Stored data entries
++++++++

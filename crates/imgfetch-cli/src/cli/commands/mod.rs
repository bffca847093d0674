//! CLI command handlers. Each command is in its own file.

mod completions;
mod fetch;
mod list;
mod resolve;
mod run;

pub use completions::run_completions;
pub use fetch::run_fetch;
pub use list::run_list;
pub use resolve::run_resolve;
pub use run::run_manifest;
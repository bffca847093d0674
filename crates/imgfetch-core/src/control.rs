//! Run control: a shared cancel token.
//!
//! The CLI sets the token on Ctrl-C. The batch runner checks it before each
//! request and the HTTP client checks it from the curl progress callback, so
//! in-flight transfers stop and their partial files are discarded.

use std::sync::atomic::{AtomicBool, Ordering};
use std::sync::Arc;

/// Cloneable cancel flag shared between the batch runner, workers and the signal listener.
#[derive(Debug, Clone, Default)]
pub struct CancelToken {
    cancelled: Arc<AtomicBool>,
}

impl CancelToken {
    pub fn new() -> Self {
        Self::default()
    }

    /// Request cancellation; every clone observes it.
    pub fn cancel(&self) {
        self.cancelled.store(true, Ordering::Relaxed);
    }

    pub fn is_cancelled(&self) -> bool {
        self.cancelled.load(Ordering::Relaxed)
    }
}
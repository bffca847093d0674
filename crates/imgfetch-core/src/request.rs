//! Download request descriptors.

use serde::{Deserialize, Serialize};
use std::collections::BTreeMap;
use std::path::PathBuf;

/// One configured download: source URL plus destination hint.
///
/// `dest` decides the target directory only; see [`crate::target`]. The file
/// name always comes from resolution. `metadata` holds tags written by the
/// annotation phase once the file is on disk.
#[derive(Debug, Clone, PartialEq, Eq, Serialize, Deserialize)]
pub struct DownloadRequest {
    pub url: String,
    pub dest: PathBuf,
    #[serde(default, skip_serializing_if = "Option::is_none")]
    pub label: Option<String>,
    #[serde(default, skip_serializing_if = "BTreeMap::is_empty")]
    pub metadata: BTreeMap<String, String>,
}

impl DownloadRequest {
    pub fn new(url: impl Into<String>, dest: impl Into<PathBuf>) -> Self {
        Self {
            url: url.into(),
            dest: dest.into(),
            label: None,
            metadata: BTreeMap::new(),
        }
    }

    /// Adds one metadata tag (builder style).
    pub fn with_tag(mut self, key: impl Into<String>, value: impl Into<String>) -> Self {
        self.metadata.insert(key.into(), value.into());
        self
    }
}
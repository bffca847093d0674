//! Logging init: stderr by default, or a file under the XDG state dir.

use anyhow::Result;
use std::fs;
use std::io;
use std::path::PathBuf;
use tracing_subscriber::fmt::writer::BoxMakeWriter;
use tracing_subscriber::fmt::MakeWriter;
use tracing_subscriber::EnvFilter;

const DEFAULT_FILTER: &str = "info";

/// Writer that is either a file or stderr (used when file clone fails).
enum FileOrStderr {
    File(std::fs::File),
    Stderr,
}

impl io::Write for FileOrStderr {
    fn write(&mut self, buf: &[u8]) -> io::Result<usize> {
        match self {
            FileOrStderr::File(f) => f.write(buf),
            FileOrStderr::Stderr => io::stderr().lock().write(buf),
        }
    }

    fn flush(&mut self) -> io::Result<()> {
        match self {
            FileOrStderr::File(f) => f.flush(),
            FileOrStderr::Stderr => io::stderr().lock().flush(),
        }
    }
}

fn env_filter(verbose: bool) -> EnvFilter {
    EnvFilter::try_from_default_env().unwrap_or_else(|_| {
        EnvFilter::new(if verbose {
            "info,imgfetch_core=debug,imgfetch=debug"
        } else {
            DEFAULT_FILTER
        })
    })
}

/// Path of the log file: `~/.local/state/imgfetch/imgfetch.log` (parent created).
pub fn log_file_path() -> Result<PathBuf> {
    let xdg_dirs = xdg::BaseDirectories::with_prefix("imgfetch")?;
    Ok(xdg_dirs.place_state_file("imgfetch.log")?)
}

/// Initialize logging to the XDG state log file.
/// On failure (e.g. log dir unwritable), returns Err so the caller can fall back to stderr.
pub fn init_logging_file(verbose: bool) -> Result<PathBuf> {
    let log_file_path = log_file_path()?;
    let file = fs::OpenOptions::new()
        .create(true)
        .append(true)
        .open(&log_file_path)?;

    struct FileMakeWriter(std::fs::File);

    impl<'a> MakeWriter<'a> for FileMakeWriter {
        type Writer = FileOrStderr;

        fn make_writer(&'a self) -> Self::Writer {
            self.0
                .try_clone()
                .map(FileOrStderr::File)
                .unwrap_or(FileOrStderr::Stderr)
        }
    }

    let writer: BoxMakeWriter = BoxMakeWriter::new(FileMakeWriter(file));

    tracing_subscriber::fmt()
        .with_env_filter(env_filter(verbose))
        .with_writer(writer)
        .with_ansi(false)
        .init();

    tracing::info!("imgfetch logging initialized at {}", log_file_path.display());

    Ok(log_file_path)
}

/// Initialize human-readable logging to stderr (level shown on every line).
pub fn init_logging_stderr(verbose: bool) {
    tracing_subscriber::fmt()
        .with_env_filter(env_filter(verbose))
        .with_writer(std::io::stderr)
        .with_target(false)
        .without_time()
        .init();
}
//! `imgfetch fetch <url> <dest>` – fetch a single URL.

use anyhow::Result;
use imgfetch_core::batch;
use imgfetch_core::config::FetchConfig;
use imgfetch_core::control::CancelToken;
use imgfetch_core::fetcher::{Fetched, Fetcher};
use imgfetch_core::http::CurlClient;
use imgfetch_core::request::DownloadRequest;
use imgfetch_core::storage::DiskStore;
use std::path::PathBuf;

pub async fn run_fetch(
    cfg: &FetchConfig,
    url: String,
    dest: PathBuf,
    root: PathBuf,
    cancel: CancelToken,
) -> Result<bool> {
    let fetcher = Fetcher::new(CurlClient::new(cfg.http_options()), DiskStore, root);
    let request = DownloadRequest::new(url, dest);

    let report = tokio::task::spawn_blocking(move || {
        batch::run_batch(&fetcher, std::slice::from_ref(&request), 1, &cancel)
    })
    .await
    .map_err(|e| anyhow::anyhow!("fetch task join: {}", e))?;

    for outcome in &report.outcomes {
        match &outcome.result {
            Ok(Fetched::Downloaded { target, bytes }) => {
                println!("Downloaded {} ({} bytes)", target.path().display(), bytes);
            }
            Ok(Fetched::Skipped { target }) => {
                println!("Skipped {} (already present)", target.path().display());
            }
            Err(e) => println!("Failed: {}", e),
        }
    }
    Ok(report.is_success())
}
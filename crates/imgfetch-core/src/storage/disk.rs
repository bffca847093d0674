//! `std::fs` implementation of [`FileStore`].

use std::fs::{self, File};
use std::io::{self, BufWriter, Write};
use std::path::{Path, PathBuf};
use std::process;
use std::sync::atomic::{AtomicU64, Ordering};

use super::{temp_path, FileStore, PendingFile};

static NEXT_WRITE_ID: AtomicU64 = AtomicU64::new(0);

/// Local disk store.
#[derive(Debug, Clone, Copy, Default)]
pub struct DiskStore;

impl FileStore for DiskStore {
    fn exists(&self, path: &Path) -> bool {
        path.is_file()
    }

    fn create_dir_all(&self, dir: &Path) -> io::Result<()> {
        fs::create_dir_all(dir)
    }

    fn begin_write(&self, final_path: &Path) -> io::Result<Box<dyn PendingFile>> {
        let id = format!(
            "{}-{}",
            process::id(),
            NEXT_WRITE_ID.fetch_add(1, Ordering::Relaxed)
        );
        let temp_path = temp_path(final_path, &id);
        let file = File::options()
            .write(true)
            .create_new(true)
            .open(&temp_path)?;
        Ok(Box::new(DiskPendingFile {
            writer: Some(BufWriter::new(file)),
            temp_path,
            final_path: final_path.to_path_buf(),
        }))
    }
}

/// `.part` file that is removed on drop unless committed.
struct DiskPendingFile {
    writer: Option<BufWriter<File>>,
    temp_path: PathBuf,
    final_path: PathBuf,
}

impl DiskPendingFile {
    fn writer(&mut self) -> io::Result<&mut BufWriter<File>> {
        self.writer
            .as_mut()
            .ok_or_else(|| io::Error::new(io::ErrorKind::Other, "pending file already closed"))
    }

    fn remove_temp(&self) {
        if let Err(e) = fs::remove_file(&self.temp_path) {
            if e.kind() != io::ErrorKind::NotFound {
                tracing::warn!("could not remove {}: {}", self.temp_path.display(), e);
            }
        }
    }
}

impl Write for DiskPendingFile {
    fn write(&mut self, buf: &[u8]) -> io::Result<usize> {
        self.writer()?.write(buf)
    }

    fn flush(&mut self) -> io::Result<()> {
        self.writer()?.flush()
    }
}

impl PendingFile for DiskPendingFile {
    fn commit(mut self: Box<Self>) -> io::Result<()> {
        let writer = match self.writer.take() {
            Some(w) => w,
            None => return Err(io::Error::new(io::ErrorKind::Other, "pending file already closed")),
        };
        let file = writer.into_inner().map_err(|e| e.into_error())?;
        file.sync_all()?;
        drop(file);

        fs::rename(&self.temp_path, &self.final_path)
    }

    fn discard(self: Box<Self>) {
        // Drop closes the file and removes it.
    }
}

impl Drop for DiskPendingFile {
    fn drop(&mut self) {
        // After a successful commit the temp path is gone and this is a no-op.
        self.writer.take();
        self.remove_temp();
    }
}
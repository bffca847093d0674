//! `imgfetch completions <shell>` – print shell completions.

use clap::CommandFactory;
use clap_complete::Shell;

use crate::cli::Cli;

pub fn run_completions(shell: Shell) {
    let mut cmd = Cli::command();
    clap_complete::generate(shell, &mut cmd, "imgfetch", &mut std::io::stdout());
}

++++++++

▸ Task objective
Copy exactly the lines above, starting at the opening line and finishing at the line in which "pub use resolve::run_resolve;" occurs.

▸ Answer to this exercise
filename crates/imgfetch-cli/src/cli/commands/mod.rs
repository bffca847093d0674
//! CLI command handlers. Each command is in its own file.

mod completions;
mod fetch;
mod list;
mod resolve;
mod run;

pub use completions::run_completions;
pub use fetch::run_fetch;
pub use list::run_list;
pub use resolve::run_resolve;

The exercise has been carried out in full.